__WORK INSTRUCTION__
The output should be exactly the lines from the one containing "valid email is" through the last line of the records, and only those.

Content starts

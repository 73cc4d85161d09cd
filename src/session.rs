use crate::query::cursor::{PageCursor, DEFAULT_PAGE_LIMIT};
use crate::query::models::{QueryResult, Row};
use crate::query::{QueryError, QueryManager};
use crate::results::pagination::{initial_pagination, reconcile};
use crate::results::table::TableView;
use serde::{Deserialize, Serialize};
use std::str::FromStr;
use tokio::sync::RwLock;
use tracing::{debug, error, info};

#[derive(Debug, Clone, Copy, PartialEq, Eq, Serialize, Deserialize)]
#[serde(rename_all = "lowercase")]
pub enum PageDirection {
    Next,
    Previous,
}

impl FromStr for PageDirection {
    type Err = String;

    fn from_str(s: &str) -> Result<Self, Self::Err> {
        match s.to_ascii_lowercase().as_str() {
            "next" => Ok(PageDirection::Next),
            "previous" | "prev" => Ok(PageDirection::Previous),
            other => Err(format!("Unknown page direction: {}", other)),
        }
    }
}

#[derive(Debug, Clone, Copy, PartialEq, Eq)]
pub struct AskTicket {
    generation: u64,
}

#[derive(Debug, Clone, PartialEq, Eq)]
pub struct PageTicket {
    generation: u64,
    pub page: u64,
    pub cursor: PageCursor,
}

/// View-state of the results panel.
///
/// Every top-level question bumps `generation`; responses carrying an
/// older generation are dropped instead of overwriting newer results.
#[derive(Debug, Default)]
pub struct ResultSession {
    result: Option<QueryResult>,
    cursor: Option<PageCursor>,
    page: u64,
    generation: u64,
    last_error: Option<String>,
    query_pending: bool,
    page_pending: bool,
}

impl ResultSession {
    pub fn new() -> Self {
        Self::default()
    }

    pub fn result(&self) -> Option<&QueryResult> {
        self.result.as_ref()
    }

    pub fn cursor(&self) -> Option<&PageCursor> {
        self.cursor.as_ref()
    }

    pub fn page(&self) -> u64 {
        self.page
    }

    pub fn generation(&self) -> u64 {
        self.generation
    }

    pub fn last_error(&self) -> Option<&str> {
        self.last_error.as_deref()
    }

    pub fn is_query_pending(&self) -> bool {
        self.query_pending
    }

    pub fn is_page_pending(&self) -> bool {
        self.page_pending
    }

    /// Records a failure for display, e.g. a rejected empty question.
    pub fn note_error(&mut self, message: String) {
        self.last_error = Some(message);
    }

    fn page_size(&self) -> u64 {
        self.cursor.as_ref().map(|c| c.limit).unwrap_or(DEFAULT_PAGE_LIMIT)
    }

    pub fn view(&self, max_columns: Option<usize>) -> Option<TableView> {
        self.result
            .as_ref()
            .map(|r| TableView::build(r, max_columns, self.page_size()))
    }

    /// Validates the question and opens a new generation for it.
    pub fn begin_ask(&mut self, question: &str) -> Result<AskTicket, QueryError> {
        if question.trim().is_empty() {
            return Err(QueryError::EmptyQuestion);
        }

        self.generation += 1;
        self.query_pending = true;
        self.page_pending = false;
        self.last_error = None;

        Ok(AskTicket {
            generation: self.generation,
        })
    }

    pub fn finish_ask(
        &mut self,
        ticket: AskTicket,
        outcome: Result<QueryResult, QueryError>,
    ) -> Result<(), QueryError> {
        if ticket.generation != self.generation {
            debug!(
                "Dropping stale query response (generation {} < {})",
                ticket.generation, self.generation
            );
            return Ok(());
        }
        self.query_pending = false;

        match outcome {
            Ok(result) => {
                if let Some(message) = result.failure_message() {
                    info!("Query service could not answer the question: {}", message);
                }
                self.cursor = result.generated_query.as_deref().and_then(PageCursor::from_token);
                self.page = 1;
                self.result = Some(result);
                Ok(())
            }
            Err(e) => {
                self.last_error = Some(e.to_string());
                Err(e)
            }
        }
    }

    /// Starts a next/previous page fetch, gated on the current window.
    pub fn begin_page(&mut self, direction: PageDirection) -> Result<PageTicket, QueryError> {
        let (Some(result), Some(cursor)) = (&self.result, &self.cursor) else {
            return Err(QueryError::NoActiveQuery);
        };
        // the displayed result is about to be replaced
        if self.query_pending {
            return Err(QueryError::QueryPending);
        }
        if self.page_pending {
            return Err(QueryError::PagePending);
        }

        let pagination = initial_pagination(result, cursor.limit);
        let target = match direction {
            PageDirection::Next if pagination.has_next_page => self.page + 1,
            PageDirection::Previous if pagination.has_previous_page => self.page.saturating_sub(1).max(1),
            PageDirection::Next => return Err(QueryError::PageUnavailable(self.page + 1)),
            PageDirection::Previous => {
                return Err(QueryError::PageUnavailable(self.page.saturating_sub(1)));
            }
        };

        let ticket = PageTicket {
            generation: self.generation,
            page: target,
            cursor: cursor.clone(),
        };
        self.page_pending = true;
        self.last_error = None;
        Ok(ticket)
    }

    pub fn finish_page(
        &mut self,
        ticket: PageTicket,
        outcome: Result<Vec<Row>, QueryError>,
    ) -> Result<(), QueryError> {
        if ticket.generation != self.generation || self.cursor.as_ref() != Some(&ticket.cursor) {
            debug!(
                "Dropping stale page {} response (generation {}, current {})",
                ticket.page, ticket.generation, self.generation
            );
            return Ok(());
        }
        self.page_pending = false;

        match outcome {
            Ok(rows) => {
                let page_size = self.page_size();
                if let Some(previous) = &self.result {
                    self.result = Some(reconcile(previous, rows, ticket.page, page_size));
                    self.page = ticket.page;
                }
                Ok(())
            }
            Err(e) => {
                self.last_error = Some(e.to_string());
                Err(e)
            }
        }
    }
}

/// Runs a top-level question. The session lock is not held while the request is in flight.
pub async fn run_query(
    manager: &QueryManager,
    session: &RwLock<ResultSession>,
    question: &str,
) -> Result<(), QueryError> {
    let question = question.trim();
    let ticket = session.write().await.begin_ask(question)?;

    let outcome = manager.ask(question).await;
    if let Err(e) = &outcome {
        error!("Query failed: {}", e);
    }

    session.write().await.finish_ask(ticket, outcome)
}

/// Fetches the next or previous page of the current result.
pub async fn change_page(
    manager: &QueryManager,
    session: &RwLock<ResultSession>,
    direction: PageDirection,
) -> Result<(), QueryError> {
    let ticket = session.write().await.begin_page(direction)?;

    let outcome = manager.fetch_page(&ticket.cursor, ticket.page).await;
    if let Err(e) = &outcome {
        error!("Pagination error: {}", e);
    }

    session.write().await.finish_page(ticket, outcome)
}

#[cfg(test)]
mod tests {
    use super::*;
    use crate::query::models::{Field, PaginationState};

    fn first_page(total: u64) -> QueryResult {
        QueryResult {
            results: vec![Row::new().with(Field::Name, "Matti")],
            total_count: Some(total),
            pagination: Some(PaginationState::for_page(1, 20, total)),
            original_query: Some("Who earns the most?".to_string()),
            generated_query: Some("/people?limit=20".to_string()),
            status: Some("completed".to_string()),
            ..Default::default()
        }
    }

    fn answered(total: u64) -> ResultSession {
        let mut session = ResultSession::new();
        let ticket = session.begin_ask("Who earns the most?").unwrap();
        session.finish_ask(ticket, Ok(first_page(total))).unwrap();
        session
    }

    #[test]
    fn empty_question_is_rejected_before_request() {
        let mut session = ResultSession::new();
        assert!(matches!(session.begin_ask("   "), Err(QueryError::EmptyQuestion)));
        assert_eq!(session.generation(), 0);
        assert!(!session.is_query_pending());
    }

    #[test]
    fn answer_sets_first_page_and_cursor() {
        let session = answered(45);
        assert_eq!(session.page(), 1);
        assert_eq!(session.cursor().map(|c| c.limit), Some(20));
        assert!(!session.is_query_pending());
    }

    #[test]
    fn paging_forward_and_back() {
        let mut session = answered(45);

        let ticket = session.begin_page(PageDirection::Next).unwrap();
        assert_eq!(ticket.page, 2);
        assert!(session.is_page_pending());
        session
            .finish_page(ticket, Ok(vec![Row::new().with(Field::Name, "Liisa")]))
            .unwrap();

        assert_eq!(session.page(), 2);
        let pagination = session.result().unwrap().pagination.unwrap();
        assert_eq!(pagination.start_index, 20);
        assert!(pagination.has_previous_page);

        let ticket = session.begin_page(PageDirection::Previous).unwrap();
        assert_eq!(ticket.page, 1);
    }

    #[test]
    fn cannot_page_past_the_end() {
        let mut session = answered(15);
        assert!(matches!(
            session.begin_page(PageDirection::Next),
            Err(QueryError::PageUnavailable(2))
        ));
        assert!(matches!(
            session.begin_page(PageDirection::Previous),
            Err(QueryError::PageUnavailable(0))
        ));
    }

    #[test]
    fn paging_without_query_is_refused() {
        let mut session = ResultSession::new();
        assert!(matches!(
            session.begin_page(PageDirection::Next),
            Err(QueryError::NoActiveQuery)
        ));
    }

    #[test]
    fn failed_page_keeps_previous_result() {
        let mut session = answered(45);
        let before = session.result().cloned();

        let ticket = session.begin_page(PageDirection::Next).unwrap();
        let err = session.finish_page(ticket, Err(QueryError::Status(500)));

        assert!(err.is_err());
        assert_eq!(session.result().cloned(), before);
        assert_eq!(session.page(), 1);
        assert!(!session.is_page_pending());
        assert!(session.last_error().is_some());
    }

    #[test]
    fn stale_page_response_is_dropped() {
        let mut session = answered(45);
        let stale = session.begin_page(PageDirection::Next).unwrap();

        let ticket = session.begin_ask("Who lives in Lapland?").unwrap();
        let mut lapland = first_page(3);
        lapland.original_query = Some("Who lives in Lapland?".to_string());
        session.finish_ask(ticket, Ok(lapland.clone())).unwrap();

        session
            .finish_page(stale, Ok(vec![Row::new().with(Field::Name, "Stale")]))
            .unwrap();

        assert_eq!(session.result(), Some(&lapland));
        assert_eq!(session.page(), 1);
    }

    #[test]
    fn paging_is_refused_while_a_new_question_is_pending() {
        let mut session = answered(45);
        let ticket = session.begin_ask("new").unwrap();

        assert!(matches!(
            session.begin_page(PageDirection::Next),
            Err(QueryError::QueryPending)
        ));

        let mut small = first_page(3);
        small.original_query = Some("new".to_string());
        session.finish_ask(ticket, Ok(small.clone())).unwrap();

        assert_eq!(session.result(), Some(&small));
        assert_eq!(session.page(), 1);
        assert!(!session.is_page_pending());
    }

    #[test]
    fn page_for_a_replaced_cursor_is_dropped() {
        let mut session = answered(45);
        let page_ticket = session.begin_page(PageDirection::Next).unwrap();

        // same generation, but the result now pages a different query
        session.cursor = PageCursor::from_token("/people?living_province=eq.Lappi&limit=20");
        session
            .finish_page(page_ticket, Ok(vec![Row::new().with(Field::Name, "Old page 2")]))
            .unwrap();

        assert_eq!(session.page(), 1);
        assert_eq!(session.result().unwrap().results[0].get(Field::Name).as_str(), Some("Matti"));
    }

    #[test]
    fn stale_answer_is_dropped() {
        let mut session = ResultSession::new();
        let old = session.begin_ask("first").unwrap();
        let new = session.begin_ask("second").unwrap();

        session.finish_ask(new, Ok(first_page(45))).unwrap();
        session.finish_ask(old, Ok(first_page(3))).unwrap();

        assert_eq!(session.result().unwrap().total(), 45);
    }

    #[test]
    fn backend_error_is_kept_as_message() {
        let mut session = ResultSession::new();
        let ticket = session.begin_ask("What is the meaning of life?").unwrap();
        let result = QueryResult {
            error: Some("This question is not about the dataset".to_string()),
            status: Some("failed".to_string()),
            ..Default::default()
        };
        session.finish_ask(ticket, Ok(result)).unwrap();

        let view = session.view(None).unwrap();
        assert_eq!(
            view.message.as_deref(),
            Some("This question is not about the dataset")
        );
        assert!(session.last_error().is_none());
    }

    #[test]
    fn direction_parses() {
        assert_eq!("next".parse::<PageDirection>(), Ok(PageDirection::Next));
        assert_eq!("Previous".parse::<PageDirection>(), Ok(PageDirection::Previous));
        assert!("jump".parse::<PageDirection>().is_err());
    }
}
use crate::db::Store;
use crate::error::{AppError, Result};
use std::sync::Arc;
use tracing::info;

/// Newsletter subscriber list. Emails are stored as given after trimming.
pub struct SubscriptionService {
    store: Arc<Store>,
}

impl SubscriptionService {
    pub fn new(store: Arc<Store>) -> Self {
        Self { store }
    }

    pub async fn subscribe(&self, email: Option<&str>) -> Result<()> {
        let email = email
            .map(str::trim)
            .filter(|email| !email.is_empty() && email.contains('@'))
            .ok_or_else(|| AppError::ValidationError("A valid email is required.".into()))?;

        let guard = self.store.subscribers.lock().await;
        let mut subscribers = guard.load().await?;
        if subscribers.iter().any(|existing| existing == email) {
            return Err(AppError::Conflict(
                "This email is already subscribed.".into(),
            ));
        }

        subscribers.push(email.to_string());
        guard.save(&subscribers).await?;

        info!(subscribers = subscribers.len(), "newsletter subscription added");
        Ok(())
    }
}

Content ends

__TASK RESULT__
            .ok_or_else(|| AppError::ValidationError("A valid email is required.".into()))?;

        let guard = self.store.subscribers.lock().await;
        let mut subscribers = guard.load().await?;
        if subscribers.iter().any(|existing| existing == email) {
            return Err(AppError::Conflict(
                "This email is already subscribed.".into(),
            ));
        }

        subscribers.push(email.to_string());
        guard.save(&subscribers).await?;

        info!(subscribers = subscribers.len(), "newsletter subscription added");
        Ok(())
    }
}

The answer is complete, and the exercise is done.